[MATERIALS PROVIDED]
══════════

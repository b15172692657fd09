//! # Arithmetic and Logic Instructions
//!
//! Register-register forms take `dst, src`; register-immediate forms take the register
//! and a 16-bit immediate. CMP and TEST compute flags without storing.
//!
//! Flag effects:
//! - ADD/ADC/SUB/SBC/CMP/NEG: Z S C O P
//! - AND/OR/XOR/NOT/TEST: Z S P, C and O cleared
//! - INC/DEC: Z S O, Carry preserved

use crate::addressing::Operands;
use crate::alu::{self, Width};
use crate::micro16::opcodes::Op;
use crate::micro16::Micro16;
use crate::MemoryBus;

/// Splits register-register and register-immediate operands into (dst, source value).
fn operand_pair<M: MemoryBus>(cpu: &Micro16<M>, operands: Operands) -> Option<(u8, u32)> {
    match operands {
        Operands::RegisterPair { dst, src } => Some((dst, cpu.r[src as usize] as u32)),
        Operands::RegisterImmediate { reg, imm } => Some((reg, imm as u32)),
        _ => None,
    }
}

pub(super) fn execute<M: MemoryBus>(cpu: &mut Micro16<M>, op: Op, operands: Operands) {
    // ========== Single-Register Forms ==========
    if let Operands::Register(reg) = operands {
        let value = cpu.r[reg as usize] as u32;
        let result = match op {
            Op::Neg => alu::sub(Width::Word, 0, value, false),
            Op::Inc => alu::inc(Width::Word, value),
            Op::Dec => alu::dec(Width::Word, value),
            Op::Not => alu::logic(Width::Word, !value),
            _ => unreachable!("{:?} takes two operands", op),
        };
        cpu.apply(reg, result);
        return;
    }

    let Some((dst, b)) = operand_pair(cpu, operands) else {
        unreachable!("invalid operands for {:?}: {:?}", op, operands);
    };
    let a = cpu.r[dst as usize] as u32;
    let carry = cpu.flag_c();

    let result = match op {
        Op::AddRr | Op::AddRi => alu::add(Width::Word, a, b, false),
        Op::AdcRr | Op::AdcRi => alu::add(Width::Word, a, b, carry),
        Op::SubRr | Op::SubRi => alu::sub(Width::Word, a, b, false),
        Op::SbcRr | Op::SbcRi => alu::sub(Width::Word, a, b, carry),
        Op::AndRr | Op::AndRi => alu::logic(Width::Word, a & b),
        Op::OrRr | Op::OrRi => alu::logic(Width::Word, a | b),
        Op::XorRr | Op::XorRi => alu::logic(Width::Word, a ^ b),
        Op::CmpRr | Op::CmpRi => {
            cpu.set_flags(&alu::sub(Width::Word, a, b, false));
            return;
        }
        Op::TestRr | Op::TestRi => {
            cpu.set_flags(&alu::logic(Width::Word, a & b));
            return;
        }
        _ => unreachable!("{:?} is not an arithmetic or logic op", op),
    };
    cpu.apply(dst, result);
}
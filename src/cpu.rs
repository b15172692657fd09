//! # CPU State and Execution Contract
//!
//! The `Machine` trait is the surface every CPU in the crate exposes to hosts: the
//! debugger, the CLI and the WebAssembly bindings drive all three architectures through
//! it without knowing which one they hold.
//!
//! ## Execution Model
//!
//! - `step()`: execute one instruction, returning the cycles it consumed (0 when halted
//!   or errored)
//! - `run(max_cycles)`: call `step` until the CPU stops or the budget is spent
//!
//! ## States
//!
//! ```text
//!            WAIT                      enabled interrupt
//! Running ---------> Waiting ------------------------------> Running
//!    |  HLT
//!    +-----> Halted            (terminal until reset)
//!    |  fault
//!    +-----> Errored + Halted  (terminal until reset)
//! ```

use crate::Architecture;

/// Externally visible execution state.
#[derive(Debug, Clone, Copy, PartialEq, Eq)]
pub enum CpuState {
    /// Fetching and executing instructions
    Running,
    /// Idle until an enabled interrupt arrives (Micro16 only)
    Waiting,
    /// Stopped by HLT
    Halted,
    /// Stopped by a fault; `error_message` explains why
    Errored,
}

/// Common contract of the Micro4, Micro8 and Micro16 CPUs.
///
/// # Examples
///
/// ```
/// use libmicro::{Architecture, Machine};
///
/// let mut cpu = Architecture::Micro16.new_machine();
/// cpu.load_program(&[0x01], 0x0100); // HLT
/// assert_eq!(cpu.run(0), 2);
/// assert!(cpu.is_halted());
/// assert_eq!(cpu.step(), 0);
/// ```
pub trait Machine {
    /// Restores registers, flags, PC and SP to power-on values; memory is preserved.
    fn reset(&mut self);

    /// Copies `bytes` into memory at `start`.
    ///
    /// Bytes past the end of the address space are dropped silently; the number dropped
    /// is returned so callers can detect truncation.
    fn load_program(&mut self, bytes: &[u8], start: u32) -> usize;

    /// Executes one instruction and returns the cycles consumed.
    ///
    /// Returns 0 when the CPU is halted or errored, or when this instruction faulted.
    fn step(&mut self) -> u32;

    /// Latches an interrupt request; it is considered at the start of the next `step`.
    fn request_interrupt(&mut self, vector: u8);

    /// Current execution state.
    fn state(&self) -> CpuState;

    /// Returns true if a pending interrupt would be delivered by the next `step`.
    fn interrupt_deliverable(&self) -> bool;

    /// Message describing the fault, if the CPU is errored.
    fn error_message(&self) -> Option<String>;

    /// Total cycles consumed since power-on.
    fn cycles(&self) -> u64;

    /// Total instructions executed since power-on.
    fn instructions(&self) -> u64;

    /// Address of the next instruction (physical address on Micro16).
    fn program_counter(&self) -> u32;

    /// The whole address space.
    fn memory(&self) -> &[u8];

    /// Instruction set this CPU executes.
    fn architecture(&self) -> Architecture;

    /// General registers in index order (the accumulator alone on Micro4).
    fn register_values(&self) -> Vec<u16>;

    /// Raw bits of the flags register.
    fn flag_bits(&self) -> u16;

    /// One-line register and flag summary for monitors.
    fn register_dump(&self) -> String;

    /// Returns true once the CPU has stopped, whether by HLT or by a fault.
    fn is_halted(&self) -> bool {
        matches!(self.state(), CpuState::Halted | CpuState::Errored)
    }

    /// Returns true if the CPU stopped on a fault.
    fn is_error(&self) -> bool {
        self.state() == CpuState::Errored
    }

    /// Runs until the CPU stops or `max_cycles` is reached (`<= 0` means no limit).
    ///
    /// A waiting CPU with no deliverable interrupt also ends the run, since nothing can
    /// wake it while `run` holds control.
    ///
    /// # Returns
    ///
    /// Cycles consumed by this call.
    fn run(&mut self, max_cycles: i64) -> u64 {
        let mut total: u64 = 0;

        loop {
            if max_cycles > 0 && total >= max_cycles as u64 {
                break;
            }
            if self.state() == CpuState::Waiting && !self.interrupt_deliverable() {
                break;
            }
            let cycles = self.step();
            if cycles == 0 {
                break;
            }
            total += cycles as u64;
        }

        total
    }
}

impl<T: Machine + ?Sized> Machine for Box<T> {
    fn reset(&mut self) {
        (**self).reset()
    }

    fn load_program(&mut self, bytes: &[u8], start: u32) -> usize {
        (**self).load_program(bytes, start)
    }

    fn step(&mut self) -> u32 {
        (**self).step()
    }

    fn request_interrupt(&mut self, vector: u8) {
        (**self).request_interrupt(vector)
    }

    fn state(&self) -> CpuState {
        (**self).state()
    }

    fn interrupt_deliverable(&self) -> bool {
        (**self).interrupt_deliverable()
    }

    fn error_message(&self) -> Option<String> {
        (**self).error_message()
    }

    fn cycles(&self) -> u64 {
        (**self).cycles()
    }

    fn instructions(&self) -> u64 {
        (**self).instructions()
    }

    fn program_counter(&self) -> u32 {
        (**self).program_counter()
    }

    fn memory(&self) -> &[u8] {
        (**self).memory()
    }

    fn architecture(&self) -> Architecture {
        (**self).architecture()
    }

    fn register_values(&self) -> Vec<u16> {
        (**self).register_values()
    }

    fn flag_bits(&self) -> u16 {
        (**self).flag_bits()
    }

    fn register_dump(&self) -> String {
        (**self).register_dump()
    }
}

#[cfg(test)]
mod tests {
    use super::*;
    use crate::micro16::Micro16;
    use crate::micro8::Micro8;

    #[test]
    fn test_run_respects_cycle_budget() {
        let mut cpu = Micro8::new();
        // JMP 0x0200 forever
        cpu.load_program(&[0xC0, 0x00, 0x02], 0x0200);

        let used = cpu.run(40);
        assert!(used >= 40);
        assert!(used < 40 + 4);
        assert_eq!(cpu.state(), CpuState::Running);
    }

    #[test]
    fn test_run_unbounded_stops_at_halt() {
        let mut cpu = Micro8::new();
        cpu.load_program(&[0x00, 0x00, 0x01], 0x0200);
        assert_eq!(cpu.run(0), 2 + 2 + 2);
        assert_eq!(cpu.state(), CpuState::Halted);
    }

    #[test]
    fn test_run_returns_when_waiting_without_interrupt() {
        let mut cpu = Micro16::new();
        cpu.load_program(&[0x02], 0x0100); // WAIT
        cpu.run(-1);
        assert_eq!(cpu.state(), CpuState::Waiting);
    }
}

══════════

[ABOUT THIS TASK]
Copy whichever lines of the records above contain the word "into".

[RESULT OF THIS EXERCISE]
/// Splits register-register and register-immediate operands into (dst, source value).
    /// Copies `bytes` into memory at `start`.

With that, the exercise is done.